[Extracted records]
§ §
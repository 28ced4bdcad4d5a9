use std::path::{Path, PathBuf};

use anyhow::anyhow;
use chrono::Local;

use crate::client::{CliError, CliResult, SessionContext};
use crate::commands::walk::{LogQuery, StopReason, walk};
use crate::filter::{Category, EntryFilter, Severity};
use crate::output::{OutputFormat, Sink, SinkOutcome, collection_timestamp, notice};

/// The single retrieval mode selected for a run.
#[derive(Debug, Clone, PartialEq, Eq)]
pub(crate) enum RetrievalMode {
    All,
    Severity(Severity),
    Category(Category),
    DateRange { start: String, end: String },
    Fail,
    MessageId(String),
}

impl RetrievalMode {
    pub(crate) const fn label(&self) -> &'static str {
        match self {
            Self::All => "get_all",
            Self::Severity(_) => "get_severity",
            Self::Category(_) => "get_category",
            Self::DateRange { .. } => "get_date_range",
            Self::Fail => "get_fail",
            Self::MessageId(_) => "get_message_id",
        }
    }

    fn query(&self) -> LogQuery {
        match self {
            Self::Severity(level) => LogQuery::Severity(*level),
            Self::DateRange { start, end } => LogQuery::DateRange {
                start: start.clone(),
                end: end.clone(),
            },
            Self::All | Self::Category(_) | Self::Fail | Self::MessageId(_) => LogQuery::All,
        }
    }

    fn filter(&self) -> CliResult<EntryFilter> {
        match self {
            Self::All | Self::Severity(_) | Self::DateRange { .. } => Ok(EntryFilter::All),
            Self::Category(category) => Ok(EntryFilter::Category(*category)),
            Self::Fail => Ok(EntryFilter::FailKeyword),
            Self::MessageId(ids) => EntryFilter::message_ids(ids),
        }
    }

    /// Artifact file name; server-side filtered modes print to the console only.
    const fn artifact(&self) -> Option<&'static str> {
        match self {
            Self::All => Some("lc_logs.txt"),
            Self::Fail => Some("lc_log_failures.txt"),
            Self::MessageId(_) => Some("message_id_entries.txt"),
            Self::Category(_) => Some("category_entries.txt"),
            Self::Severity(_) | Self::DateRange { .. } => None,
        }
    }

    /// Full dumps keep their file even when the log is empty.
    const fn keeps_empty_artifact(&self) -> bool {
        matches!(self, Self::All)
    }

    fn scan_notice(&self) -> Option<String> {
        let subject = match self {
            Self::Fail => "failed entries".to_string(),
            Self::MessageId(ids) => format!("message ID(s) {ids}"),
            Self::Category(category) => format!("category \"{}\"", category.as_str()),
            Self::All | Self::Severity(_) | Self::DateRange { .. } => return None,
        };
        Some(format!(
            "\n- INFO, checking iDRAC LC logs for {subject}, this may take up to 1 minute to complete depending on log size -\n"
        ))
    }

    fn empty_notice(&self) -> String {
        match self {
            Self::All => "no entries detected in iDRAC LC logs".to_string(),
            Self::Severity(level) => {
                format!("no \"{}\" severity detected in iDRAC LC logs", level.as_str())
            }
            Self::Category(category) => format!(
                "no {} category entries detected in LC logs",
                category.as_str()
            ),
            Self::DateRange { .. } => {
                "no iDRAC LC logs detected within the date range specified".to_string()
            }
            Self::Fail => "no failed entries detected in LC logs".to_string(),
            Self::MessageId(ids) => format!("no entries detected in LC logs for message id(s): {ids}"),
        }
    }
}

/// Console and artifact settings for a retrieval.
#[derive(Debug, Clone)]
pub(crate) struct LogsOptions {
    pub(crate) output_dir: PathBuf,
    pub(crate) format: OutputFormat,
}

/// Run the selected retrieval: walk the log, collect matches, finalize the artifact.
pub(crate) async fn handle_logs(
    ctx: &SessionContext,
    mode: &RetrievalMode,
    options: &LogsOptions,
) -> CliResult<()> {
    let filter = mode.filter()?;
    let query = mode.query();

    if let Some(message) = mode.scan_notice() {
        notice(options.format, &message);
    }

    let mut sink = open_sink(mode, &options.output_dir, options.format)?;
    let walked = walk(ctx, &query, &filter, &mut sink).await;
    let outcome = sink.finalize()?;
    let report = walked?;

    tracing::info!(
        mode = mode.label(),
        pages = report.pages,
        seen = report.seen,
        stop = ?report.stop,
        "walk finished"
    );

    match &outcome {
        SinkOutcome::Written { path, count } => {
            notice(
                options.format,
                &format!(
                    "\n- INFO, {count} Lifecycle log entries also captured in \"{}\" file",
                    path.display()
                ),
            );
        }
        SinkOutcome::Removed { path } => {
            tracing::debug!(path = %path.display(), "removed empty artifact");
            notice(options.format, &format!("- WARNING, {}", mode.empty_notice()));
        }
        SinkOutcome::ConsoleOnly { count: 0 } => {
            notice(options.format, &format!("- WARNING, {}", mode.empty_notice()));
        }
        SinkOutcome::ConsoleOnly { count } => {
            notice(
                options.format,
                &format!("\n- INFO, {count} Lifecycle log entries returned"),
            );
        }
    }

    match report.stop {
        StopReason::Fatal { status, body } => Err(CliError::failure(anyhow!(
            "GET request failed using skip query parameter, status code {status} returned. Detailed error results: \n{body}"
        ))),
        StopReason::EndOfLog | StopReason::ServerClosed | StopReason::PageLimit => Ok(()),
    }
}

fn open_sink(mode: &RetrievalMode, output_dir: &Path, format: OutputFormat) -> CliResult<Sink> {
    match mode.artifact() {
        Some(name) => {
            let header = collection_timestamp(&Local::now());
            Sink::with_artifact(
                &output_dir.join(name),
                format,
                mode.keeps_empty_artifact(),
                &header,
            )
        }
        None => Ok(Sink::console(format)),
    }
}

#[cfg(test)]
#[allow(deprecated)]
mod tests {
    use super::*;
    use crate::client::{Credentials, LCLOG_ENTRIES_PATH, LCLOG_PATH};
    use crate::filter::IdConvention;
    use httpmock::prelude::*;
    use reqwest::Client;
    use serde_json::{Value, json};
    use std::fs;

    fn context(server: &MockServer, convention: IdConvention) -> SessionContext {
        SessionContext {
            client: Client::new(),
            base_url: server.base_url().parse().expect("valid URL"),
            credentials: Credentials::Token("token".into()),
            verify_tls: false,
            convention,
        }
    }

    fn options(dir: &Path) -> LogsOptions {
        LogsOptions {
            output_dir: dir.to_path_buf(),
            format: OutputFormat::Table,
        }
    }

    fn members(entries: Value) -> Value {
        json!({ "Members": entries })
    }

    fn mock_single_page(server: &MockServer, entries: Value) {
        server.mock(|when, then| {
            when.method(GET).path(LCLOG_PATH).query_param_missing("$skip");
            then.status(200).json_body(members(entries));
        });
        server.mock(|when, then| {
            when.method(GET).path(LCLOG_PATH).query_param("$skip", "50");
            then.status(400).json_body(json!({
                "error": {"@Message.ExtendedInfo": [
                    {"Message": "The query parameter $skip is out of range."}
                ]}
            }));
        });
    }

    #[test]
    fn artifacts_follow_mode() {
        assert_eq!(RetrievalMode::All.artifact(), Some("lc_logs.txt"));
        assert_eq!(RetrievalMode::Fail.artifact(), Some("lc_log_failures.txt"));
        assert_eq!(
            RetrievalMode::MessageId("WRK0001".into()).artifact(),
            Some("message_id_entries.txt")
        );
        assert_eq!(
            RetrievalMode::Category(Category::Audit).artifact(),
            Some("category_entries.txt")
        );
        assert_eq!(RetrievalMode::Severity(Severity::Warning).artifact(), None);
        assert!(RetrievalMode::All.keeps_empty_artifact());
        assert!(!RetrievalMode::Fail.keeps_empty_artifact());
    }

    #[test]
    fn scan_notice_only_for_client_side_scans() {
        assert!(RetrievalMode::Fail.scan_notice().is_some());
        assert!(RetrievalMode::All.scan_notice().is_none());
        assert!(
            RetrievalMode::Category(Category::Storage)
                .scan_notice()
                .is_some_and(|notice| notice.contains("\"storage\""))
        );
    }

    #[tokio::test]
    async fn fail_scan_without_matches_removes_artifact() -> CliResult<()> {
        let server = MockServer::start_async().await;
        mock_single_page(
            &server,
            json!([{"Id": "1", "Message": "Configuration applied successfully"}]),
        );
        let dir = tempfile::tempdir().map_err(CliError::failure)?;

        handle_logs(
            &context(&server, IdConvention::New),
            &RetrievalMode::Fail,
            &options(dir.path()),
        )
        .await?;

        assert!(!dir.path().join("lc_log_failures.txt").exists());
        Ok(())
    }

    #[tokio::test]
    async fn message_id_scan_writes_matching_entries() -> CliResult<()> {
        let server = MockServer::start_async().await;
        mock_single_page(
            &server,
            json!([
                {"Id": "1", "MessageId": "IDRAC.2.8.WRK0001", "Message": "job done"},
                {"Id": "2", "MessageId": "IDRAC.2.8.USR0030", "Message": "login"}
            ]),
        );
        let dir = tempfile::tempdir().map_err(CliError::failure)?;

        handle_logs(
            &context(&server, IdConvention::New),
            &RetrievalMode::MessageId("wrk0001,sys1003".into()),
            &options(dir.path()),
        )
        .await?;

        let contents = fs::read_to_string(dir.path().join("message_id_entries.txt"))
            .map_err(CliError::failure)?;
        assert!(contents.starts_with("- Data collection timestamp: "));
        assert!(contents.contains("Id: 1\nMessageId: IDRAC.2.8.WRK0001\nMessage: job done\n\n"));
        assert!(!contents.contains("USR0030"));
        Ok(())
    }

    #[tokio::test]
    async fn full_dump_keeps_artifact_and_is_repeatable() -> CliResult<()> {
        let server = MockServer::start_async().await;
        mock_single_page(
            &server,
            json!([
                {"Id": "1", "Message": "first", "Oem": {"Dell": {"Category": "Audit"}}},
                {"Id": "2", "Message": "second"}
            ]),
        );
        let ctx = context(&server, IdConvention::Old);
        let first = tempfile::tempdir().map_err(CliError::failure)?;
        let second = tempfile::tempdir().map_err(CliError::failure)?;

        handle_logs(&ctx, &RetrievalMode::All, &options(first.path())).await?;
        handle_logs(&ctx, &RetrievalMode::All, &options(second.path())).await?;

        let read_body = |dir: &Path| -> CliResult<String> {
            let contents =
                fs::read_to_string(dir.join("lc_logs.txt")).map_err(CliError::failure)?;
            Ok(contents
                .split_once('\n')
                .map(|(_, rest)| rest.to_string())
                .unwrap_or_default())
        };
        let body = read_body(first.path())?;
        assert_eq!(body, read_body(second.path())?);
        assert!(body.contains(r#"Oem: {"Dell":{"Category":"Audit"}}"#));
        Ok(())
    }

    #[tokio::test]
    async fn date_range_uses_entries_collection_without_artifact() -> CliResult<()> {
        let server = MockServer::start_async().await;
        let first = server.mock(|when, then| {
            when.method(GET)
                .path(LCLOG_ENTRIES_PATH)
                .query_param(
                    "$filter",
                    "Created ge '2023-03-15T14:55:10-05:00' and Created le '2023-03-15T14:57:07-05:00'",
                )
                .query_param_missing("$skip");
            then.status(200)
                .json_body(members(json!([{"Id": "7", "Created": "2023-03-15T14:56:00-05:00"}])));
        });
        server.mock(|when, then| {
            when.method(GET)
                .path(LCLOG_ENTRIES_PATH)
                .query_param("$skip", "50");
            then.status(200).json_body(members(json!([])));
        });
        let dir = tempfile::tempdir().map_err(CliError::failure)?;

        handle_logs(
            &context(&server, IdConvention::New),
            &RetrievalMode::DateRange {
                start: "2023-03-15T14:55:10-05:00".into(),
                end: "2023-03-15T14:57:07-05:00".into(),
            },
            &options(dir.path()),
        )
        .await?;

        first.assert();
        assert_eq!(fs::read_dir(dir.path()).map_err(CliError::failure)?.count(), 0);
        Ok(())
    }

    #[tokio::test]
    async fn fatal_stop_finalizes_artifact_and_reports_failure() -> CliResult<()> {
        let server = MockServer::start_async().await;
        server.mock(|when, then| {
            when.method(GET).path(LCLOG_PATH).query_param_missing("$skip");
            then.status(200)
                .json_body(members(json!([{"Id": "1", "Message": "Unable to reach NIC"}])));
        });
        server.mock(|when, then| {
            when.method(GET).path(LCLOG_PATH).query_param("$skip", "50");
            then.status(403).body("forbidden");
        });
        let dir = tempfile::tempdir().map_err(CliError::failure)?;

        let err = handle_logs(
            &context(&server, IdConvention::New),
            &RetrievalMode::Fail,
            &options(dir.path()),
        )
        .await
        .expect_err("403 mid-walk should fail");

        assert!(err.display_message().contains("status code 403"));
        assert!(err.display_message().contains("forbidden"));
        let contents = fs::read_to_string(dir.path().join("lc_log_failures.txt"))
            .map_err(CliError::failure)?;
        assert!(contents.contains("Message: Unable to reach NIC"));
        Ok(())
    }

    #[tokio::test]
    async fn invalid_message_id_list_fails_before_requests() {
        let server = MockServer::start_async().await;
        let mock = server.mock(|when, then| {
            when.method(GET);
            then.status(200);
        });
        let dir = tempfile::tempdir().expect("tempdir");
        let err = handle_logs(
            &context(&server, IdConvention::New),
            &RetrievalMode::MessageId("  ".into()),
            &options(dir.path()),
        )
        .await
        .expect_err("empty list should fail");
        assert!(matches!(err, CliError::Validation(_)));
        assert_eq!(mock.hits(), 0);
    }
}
§ §
Whenever a line in the data holds "derive", copy that line.

> [RESULT]:
#[derive(Debug, Clone, PartialEq, Eq)]
#[derive(Debug, Clone)]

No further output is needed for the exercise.